[Start of section]
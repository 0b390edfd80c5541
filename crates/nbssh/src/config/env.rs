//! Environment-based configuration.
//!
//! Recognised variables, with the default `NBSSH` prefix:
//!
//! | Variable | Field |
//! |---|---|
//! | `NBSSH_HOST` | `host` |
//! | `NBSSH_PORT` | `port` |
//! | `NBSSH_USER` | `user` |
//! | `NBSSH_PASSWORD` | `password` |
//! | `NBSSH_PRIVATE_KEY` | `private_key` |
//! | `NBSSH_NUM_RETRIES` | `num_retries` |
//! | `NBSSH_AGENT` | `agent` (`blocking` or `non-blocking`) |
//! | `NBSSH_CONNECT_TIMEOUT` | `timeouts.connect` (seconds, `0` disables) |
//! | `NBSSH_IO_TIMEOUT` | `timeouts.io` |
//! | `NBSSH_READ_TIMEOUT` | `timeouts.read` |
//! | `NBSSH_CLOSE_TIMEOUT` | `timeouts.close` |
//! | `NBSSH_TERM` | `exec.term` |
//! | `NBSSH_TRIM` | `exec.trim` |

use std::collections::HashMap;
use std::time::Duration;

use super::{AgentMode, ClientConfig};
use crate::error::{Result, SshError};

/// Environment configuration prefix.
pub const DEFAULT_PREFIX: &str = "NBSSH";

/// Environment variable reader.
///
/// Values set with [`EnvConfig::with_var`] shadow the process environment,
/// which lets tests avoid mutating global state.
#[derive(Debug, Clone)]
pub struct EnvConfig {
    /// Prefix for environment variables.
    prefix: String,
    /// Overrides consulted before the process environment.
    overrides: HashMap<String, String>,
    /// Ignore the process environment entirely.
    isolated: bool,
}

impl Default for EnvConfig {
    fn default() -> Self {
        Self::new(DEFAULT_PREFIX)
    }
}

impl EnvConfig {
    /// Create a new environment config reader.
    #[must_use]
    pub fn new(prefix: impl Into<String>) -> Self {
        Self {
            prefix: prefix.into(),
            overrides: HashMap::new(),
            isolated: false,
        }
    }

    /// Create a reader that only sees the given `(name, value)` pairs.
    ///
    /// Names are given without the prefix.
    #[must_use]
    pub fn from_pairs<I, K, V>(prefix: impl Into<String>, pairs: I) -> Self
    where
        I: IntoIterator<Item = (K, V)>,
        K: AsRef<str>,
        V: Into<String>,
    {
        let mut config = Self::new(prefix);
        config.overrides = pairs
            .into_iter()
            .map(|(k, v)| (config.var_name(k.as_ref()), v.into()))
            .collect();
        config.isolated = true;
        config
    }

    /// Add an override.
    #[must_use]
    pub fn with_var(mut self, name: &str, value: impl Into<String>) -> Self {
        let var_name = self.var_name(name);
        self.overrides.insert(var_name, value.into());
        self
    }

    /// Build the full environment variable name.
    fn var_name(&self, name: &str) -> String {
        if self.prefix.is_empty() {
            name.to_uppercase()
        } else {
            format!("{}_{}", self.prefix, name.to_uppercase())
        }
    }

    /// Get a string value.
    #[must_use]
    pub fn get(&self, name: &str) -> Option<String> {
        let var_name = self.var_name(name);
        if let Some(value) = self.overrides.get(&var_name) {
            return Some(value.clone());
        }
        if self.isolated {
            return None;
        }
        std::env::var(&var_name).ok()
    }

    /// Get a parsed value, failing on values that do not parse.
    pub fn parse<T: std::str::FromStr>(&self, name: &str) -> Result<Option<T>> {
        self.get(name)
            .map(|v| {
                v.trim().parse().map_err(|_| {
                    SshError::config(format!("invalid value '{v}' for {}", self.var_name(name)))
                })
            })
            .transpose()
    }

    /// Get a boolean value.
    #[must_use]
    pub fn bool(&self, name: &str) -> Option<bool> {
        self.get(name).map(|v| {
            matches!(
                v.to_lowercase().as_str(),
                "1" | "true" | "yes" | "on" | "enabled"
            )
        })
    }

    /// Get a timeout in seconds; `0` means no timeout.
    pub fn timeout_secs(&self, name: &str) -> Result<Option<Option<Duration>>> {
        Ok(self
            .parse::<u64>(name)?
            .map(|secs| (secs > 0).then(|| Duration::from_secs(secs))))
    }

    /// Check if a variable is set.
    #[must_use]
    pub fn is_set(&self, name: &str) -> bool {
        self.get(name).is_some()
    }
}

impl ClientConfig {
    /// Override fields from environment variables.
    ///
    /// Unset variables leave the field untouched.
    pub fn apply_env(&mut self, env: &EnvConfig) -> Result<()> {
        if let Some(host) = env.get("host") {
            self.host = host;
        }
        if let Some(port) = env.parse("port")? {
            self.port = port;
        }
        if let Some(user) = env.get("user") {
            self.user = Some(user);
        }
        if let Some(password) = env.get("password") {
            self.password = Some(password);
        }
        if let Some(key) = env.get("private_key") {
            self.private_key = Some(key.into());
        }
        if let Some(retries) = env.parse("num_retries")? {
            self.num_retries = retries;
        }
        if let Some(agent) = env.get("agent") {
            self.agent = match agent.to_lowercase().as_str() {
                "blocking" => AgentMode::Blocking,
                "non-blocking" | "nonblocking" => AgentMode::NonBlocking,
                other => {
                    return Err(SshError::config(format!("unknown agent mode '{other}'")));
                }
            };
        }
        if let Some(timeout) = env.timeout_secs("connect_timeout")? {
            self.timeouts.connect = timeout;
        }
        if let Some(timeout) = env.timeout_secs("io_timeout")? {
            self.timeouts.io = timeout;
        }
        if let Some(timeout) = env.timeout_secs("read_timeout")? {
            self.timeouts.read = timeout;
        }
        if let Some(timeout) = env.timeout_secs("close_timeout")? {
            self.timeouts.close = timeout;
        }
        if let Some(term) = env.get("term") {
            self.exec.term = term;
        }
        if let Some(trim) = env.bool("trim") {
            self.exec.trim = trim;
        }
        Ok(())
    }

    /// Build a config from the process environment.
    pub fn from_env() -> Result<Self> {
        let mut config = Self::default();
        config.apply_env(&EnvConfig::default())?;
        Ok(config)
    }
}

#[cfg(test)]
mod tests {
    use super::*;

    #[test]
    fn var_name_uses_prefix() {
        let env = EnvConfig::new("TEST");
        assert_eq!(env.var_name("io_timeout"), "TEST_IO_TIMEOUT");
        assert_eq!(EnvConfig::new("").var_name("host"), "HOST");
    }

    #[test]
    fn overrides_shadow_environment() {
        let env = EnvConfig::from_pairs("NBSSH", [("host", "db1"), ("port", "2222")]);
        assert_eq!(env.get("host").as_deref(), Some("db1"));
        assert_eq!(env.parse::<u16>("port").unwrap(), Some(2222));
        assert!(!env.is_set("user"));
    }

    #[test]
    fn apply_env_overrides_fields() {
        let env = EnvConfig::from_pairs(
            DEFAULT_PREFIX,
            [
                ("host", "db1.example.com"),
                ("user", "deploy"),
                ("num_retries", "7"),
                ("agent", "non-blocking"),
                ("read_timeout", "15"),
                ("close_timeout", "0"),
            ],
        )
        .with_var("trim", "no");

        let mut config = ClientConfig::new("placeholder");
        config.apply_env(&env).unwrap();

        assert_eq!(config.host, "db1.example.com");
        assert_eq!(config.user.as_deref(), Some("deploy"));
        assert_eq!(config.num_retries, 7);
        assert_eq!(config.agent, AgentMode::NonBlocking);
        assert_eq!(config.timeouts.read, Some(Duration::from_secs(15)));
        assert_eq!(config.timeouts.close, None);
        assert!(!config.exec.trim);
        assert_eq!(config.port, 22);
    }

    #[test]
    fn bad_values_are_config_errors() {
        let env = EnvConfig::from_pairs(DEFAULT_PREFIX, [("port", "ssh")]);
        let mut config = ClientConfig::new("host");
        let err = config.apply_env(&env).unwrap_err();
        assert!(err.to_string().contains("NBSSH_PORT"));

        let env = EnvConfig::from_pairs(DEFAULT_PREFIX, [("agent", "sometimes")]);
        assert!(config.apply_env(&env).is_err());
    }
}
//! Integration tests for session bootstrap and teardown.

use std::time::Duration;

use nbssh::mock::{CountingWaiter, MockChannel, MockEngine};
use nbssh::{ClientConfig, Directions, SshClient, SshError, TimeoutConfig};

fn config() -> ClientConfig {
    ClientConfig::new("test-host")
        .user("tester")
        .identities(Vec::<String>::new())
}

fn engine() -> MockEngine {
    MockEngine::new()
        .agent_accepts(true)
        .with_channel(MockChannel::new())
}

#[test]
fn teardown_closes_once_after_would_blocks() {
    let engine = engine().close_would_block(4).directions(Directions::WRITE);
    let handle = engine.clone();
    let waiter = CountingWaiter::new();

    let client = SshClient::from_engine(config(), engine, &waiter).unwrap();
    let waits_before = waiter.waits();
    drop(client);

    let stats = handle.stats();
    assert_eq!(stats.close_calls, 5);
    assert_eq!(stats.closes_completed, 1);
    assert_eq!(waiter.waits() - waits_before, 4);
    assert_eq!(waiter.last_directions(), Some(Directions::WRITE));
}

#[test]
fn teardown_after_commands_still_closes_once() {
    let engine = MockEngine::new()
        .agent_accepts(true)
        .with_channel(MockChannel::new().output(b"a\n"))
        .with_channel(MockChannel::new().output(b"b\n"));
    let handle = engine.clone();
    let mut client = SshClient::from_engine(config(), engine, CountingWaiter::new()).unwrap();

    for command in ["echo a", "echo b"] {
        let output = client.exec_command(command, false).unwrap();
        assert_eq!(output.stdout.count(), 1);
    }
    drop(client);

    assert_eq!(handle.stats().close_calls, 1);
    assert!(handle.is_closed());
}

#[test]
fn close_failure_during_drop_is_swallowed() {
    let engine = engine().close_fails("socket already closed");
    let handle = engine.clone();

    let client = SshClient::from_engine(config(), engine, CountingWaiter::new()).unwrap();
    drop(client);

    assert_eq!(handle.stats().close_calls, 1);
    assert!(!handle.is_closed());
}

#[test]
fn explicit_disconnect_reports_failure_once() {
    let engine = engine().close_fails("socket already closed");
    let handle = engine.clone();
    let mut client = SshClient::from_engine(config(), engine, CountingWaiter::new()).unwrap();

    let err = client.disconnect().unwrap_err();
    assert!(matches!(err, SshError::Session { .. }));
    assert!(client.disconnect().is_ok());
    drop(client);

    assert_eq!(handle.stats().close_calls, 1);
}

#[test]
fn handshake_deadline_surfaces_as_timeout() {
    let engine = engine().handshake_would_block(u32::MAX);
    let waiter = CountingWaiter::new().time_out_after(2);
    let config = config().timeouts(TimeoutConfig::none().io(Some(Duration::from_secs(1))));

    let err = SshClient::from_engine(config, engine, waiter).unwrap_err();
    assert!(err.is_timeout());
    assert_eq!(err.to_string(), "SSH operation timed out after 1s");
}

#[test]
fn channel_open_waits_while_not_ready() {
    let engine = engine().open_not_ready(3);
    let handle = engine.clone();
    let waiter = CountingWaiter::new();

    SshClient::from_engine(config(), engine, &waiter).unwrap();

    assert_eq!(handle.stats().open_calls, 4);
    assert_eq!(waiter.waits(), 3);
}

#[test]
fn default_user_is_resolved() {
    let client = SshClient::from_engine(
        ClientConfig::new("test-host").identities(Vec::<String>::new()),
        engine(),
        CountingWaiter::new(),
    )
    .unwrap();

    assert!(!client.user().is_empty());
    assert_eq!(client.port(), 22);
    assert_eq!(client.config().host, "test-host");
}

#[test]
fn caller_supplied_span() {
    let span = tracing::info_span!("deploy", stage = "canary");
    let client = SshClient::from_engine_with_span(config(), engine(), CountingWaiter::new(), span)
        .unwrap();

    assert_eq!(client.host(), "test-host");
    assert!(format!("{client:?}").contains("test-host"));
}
[End of section]
• Work required
How many of the lines above include the word "TimeoutConfig"? Respond with the number alone.

• Solution
2